TASK >> Going through the material below, please gather all lines with the word "PartialEq" in them.

EXTRACTED RECORDS >>

^^^^^^^^

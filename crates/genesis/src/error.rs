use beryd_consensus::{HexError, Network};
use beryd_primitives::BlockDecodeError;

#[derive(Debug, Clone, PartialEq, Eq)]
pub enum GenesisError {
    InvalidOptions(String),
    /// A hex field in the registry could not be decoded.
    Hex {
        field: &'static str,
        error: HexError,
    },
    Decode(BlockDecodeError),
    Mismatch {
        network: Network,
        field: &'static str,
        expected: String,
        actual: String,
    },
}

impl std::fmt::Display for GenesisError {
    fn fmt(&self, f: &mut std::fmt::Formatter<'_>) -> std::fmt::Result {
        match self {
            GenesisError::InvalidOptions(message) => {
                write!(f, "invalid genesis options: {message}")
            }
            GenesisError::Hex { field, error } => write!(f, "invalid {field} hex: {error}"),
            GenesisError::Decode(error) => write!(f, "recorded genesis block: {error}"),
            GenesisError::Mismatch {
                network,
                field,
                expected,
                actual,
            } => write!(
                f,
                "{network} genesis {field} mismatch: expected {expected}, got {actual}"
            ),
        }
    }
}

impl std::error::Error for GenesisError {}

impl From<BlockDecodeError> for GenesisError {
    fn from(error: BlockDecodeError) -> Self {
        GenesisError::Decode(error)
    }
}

^^^^^^^^

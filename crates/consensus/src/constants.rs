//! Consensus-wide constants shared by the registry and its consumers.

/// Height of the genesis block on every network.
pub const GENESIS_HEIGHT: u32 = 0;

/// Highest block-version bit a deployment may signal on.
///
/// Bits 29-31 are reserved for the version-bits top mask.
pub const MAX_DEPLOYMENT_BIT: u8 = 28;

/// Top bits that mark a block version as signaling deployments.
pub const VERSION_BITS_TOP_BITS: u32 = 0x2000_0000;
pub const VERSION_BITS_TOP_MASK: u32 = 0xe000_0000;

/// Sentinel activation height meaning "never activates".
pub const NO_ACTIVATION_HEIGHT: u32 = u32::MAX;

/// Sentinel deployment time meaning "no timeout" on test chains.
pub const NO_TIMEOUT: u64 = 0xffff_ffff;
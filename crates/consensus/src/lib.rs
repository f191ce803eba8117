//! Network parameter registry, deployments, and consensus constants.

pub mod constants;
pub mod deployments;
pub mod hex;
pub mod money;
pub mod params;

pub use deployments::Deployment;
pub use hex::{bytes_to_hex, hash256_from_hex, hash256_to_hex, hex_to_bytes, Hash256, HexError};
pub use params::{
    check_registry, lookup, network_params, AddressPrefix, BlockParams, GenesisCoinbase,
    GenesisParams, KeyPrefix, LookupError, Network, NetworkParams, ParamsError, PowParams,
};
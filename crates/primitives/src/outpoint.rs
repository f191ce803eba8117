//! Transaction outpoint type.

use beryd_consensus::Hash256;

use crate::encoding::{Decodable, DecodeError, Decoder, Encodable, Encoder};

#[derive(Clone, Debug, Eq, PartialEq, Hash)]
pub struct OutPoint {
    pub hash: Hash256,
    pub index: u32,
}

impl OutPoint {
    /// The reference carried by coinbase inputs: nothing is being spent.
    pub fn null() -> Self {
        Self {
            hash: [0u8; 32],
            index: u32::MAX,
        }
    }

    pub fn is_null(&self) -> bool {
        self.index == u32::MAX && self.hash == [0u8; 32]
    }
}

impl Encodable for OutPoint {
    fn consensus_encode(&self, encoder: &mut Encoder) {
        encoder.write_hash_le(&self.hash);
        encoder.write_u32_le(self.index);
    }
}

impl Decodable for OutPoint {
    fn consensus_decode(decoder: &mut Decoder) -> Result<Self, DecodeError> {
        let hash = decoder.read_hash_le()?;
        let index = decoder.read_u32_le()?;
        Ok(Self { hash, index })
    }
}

^^^^^^^^

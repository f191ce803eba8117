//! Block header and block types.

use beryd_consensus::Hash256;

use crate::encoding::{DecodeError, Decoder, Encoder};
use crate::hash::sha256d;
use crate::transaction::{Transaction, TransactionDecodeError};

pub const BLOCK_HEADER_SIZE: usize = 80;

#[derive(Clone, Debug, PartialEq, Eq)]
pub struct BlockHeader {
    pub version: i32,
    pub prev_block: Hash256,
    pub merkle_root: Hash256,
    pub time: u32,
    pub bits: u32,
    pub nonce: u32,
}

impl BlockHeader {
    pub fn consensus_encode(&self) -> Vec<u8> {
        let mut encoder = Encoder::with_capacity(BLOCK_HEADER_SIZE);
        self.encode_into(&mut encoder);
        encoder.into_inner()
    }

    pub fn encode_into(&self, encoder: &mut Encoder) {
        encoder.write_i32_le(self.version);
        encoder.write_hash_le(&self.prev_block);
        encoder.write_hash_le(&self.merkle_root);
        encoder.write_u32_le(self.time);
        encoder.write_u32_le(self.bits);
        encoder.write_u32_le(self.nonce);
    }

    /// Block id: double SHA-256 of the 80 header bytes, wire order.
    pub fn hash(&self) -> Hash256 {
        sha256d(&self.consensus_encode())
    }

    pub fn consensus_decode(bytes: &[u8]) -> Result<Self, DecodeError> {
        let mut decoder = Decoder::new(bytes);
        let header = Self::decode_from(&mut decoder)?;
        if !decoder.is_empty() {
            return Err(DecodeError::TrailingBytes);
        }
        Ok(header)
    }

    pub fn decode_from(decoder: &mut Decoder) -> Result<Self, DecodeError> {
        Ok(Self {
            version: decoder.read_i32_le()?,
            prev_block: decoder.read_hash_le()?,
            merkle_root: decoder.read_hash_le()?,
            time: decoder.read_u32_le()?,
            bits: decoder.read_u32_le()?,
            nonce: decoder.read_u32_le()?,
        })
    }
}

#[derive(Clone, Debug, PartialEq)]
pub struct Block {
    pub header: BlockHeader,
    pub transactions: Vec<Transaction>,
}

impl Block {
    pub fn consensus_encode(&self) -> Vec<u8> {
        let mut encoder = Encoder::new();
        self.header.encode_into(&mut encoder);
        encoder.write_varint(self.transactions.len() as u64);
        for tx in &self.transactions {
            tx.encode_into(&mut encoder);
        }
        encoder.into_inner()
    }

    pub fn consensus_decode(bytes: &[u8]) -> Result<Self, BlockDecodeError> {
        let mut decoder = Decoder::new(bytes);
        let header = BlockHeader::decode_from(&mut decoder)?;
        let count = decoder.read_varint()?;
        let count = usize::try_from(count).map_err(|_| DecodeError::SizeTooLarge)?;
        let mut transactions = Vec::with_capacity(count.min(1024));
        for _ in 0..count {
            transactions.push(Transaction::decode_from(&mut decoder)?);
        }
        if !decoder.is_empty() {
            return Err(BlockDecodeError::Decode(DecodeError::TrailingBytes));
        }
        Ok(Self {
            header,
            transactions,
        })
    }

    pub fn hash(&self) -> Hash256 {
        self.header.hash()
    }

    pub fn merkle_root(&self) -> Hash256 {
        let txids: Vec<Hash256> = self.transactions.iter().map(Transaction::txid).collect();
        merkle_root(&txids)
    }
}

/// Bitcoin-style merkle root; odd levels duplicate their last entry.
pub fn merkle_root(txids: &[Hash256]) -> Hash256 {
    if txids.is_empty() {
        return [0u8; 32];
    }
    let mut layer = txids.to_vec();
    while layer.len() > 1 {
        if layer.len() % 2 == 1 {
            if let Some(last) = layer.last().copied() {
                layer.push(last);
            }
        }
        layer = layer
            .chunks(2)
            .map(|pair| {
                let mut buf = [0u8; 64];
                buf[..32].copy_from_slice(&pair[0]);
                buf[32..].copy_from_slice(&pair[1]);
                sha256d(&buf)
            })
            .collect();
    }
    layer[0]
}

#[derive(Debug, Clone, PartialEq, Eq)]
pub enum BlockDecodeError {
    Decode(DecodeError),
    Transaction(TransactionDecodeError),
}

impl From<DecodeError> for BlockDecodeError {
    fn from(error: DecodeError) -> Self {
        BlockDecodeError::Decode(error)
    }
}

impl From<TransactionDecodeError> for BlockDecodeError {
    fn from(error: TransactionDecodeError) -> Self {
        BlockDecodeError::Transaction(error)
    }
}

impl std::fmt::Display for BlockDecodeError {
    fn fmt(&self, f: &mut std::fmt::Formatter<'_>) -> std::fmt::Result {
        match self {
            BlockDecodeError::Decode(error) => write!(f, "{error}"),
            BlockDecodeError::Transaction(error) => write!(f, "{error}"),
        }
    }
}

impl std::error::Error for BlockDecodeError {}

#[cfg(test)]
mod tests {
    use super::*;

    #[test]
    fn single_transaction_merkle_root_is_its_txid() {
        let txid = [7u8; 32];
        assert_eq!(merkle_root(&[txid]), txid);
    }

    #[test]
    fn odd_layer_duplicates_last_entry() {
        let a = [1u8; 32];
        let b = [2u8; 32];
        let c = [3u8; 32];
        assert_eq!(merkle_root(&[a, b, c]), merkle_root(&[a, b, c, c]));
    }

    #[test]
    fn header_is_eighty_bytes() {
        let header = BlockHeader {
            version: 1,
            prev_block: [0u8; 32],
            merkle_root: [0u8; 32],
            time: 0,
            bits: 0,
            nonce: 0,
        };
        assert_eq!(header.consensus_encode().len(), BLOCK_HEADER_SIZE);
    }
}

^^^^^^^^

RESULT >>
#[derive(Debug, Clone, PartialEq, Eq)]
#[derive(Clone, Debug, Eq, PartialEq, Hash)]
#[derive(Clone, Debug, PartialEq, Eq)]
#[derive(Clone, Debug, PartialEq)]
#[derive(Debug, Clone, PartialEq, Eq)]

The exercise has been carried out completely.